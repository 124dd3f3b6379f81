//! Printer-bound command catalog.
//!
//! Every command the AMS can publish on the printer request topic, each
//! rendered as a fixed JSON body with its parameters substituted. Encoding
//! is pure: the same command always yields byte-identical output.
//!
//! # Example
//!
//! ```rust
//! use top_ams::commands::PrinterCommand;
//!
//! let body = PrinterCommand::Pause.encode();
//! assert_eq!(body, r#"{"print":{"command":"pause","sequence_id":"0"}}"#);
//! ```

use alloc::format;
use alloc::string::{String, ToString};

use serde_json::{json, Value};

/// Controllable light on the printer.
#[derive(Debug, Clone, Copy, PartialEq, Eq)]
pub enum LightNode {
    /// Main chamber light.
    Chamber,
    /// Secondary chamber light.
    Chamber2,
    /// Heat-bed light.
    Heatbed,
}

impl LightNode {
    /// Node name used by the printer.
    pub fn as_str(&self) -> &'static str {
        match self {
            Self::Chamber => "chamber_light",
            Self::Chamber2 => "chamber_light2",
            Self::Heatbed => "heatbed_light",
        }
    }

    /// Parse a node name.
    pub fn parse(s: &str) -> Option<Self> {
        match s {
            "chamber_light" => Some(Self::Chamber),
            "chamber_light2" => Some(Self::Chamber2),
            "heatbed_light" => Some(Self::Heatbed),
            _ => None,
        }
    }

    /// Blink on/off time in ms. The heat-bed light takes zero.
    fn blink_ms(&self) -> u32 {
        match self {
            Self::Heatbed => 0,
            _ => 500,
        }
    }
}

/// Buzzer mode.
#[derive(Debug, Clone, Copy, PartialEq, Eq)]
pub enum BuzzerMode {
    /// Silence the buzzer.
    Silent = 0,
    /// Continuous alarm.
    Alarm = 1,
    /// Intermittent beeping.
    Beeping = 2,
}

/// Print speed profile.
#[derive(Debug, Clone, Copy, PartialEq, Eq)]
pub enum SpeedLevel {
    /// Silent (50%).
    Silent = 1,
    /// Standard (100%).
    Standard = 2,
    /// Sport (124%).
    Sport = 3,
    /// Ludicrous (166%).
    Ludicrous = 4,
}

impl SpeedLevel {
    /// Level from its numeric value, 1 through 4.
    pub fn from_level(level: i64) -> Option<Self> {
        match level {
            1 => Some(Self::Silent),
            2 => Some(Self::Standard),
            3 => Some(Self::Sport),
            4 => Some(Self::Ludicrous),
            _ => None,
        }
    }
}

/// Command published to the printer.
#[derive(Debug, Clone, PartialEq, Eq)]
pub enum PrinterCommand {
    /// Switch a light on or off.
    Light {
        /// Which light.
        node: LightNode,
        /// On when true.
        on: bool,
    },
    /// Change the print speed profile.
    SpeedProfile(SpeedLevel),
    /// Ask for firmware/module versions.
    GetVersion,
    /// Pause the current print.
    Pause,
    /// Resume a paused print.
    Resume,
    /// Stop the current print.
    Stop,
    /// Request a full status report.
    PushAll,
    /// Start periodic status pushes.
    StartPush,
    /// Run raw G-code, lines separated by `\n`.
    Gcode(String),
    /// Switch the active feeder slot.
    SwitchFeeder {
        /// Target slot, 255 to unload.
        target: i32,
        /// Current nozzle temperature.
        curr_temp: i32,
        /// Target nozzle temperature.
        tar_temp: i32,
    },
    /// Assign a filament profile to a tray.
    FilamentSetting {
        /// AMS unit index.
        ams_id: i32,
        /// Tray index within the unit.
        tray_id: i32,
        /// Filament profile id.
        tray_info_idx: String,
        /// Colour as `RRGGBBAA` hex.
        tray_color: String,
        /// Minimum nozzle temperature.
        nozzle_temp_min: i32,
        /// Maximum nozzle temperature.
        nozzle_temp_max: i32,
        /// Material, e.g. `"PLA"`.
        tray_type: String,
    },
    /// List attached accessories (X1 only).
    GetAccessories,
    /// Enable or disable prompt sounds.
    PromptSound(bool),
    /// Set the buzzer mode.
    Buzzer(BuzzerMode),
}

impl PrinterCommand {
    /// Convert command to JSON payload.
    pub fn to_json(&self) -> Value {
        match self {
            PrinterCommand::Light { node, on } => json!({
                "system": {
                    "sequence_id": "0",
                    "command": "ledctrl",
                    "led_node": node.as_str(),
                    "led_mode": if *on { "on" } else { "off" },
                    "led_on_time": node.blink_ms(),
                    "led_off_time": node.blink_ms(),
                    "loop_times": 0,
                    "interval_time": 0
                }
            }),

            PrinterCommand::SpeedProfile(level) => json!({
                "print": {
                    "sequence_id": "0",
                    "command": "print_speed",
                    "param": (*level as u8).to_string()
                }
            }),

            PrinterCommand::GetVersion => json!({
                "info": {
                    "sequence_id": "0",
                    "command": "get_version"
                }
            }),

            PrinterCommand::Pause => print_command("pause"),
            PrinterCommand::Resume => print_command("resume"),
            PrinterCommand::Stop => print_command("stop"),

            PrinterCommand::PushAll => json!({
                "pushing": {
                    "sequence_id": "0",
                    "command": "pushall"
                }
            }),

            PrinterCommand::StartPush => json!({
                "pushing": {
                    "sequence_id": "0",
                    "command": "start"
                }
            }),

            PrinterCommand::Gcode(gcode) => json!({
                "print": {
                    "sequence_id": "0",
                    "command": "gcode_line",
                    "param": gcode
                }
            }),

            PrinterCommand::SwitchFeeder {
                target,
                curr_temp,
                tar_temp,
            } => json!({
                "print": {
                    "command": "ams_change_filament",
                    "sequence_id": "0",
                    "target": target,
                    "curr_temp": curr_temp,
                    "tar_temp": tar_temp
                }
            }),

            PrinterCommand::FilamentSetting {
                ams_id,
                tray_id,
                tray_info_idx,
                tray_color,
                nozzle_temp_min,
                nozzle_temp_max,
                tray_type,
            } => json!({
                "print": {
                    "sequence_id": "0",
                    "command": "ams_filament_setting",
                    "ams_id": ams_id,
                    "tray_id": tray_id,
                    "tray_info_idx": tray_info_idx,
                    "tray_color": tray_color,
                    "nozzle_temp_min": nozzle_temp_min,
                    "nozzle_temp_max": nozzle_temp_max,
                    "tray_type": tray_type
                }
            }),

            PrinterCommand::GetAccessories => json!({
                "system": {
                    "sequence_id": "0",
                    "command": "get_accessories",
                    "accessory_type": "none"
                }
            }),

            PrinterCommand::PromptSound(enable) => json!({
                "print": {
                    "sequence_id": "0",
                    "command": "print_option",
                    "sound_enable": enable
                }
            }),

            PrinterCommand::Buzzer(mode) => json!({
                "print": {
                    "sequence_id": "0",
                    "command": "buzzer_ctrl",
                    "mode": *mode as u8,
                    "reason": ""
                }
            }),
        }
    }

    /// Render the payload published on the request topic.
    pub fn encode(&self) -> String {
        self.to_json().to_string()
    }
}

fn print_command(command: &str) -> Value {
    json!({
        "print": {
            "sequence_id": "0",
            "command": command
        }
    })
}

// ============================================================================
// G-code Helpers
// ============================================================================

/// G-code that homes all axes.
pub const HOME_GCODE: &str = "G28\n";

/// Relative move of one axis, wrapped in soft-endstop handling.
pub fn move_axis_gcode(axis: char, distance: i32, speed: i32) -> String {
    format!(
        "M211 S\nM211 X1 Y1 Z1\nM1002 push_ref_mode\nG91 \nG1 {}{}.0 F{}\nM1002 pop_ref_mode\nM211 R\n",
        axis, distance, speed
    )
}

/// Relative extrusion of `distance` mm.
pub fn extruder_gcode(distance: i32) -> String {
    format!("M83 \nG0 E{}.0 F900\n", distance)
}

TASK: Copy every line where the word "unit" is present in the entries above.

ANSWER SECTION:
        /// AMS unit index.
        /// Tray index within the unit.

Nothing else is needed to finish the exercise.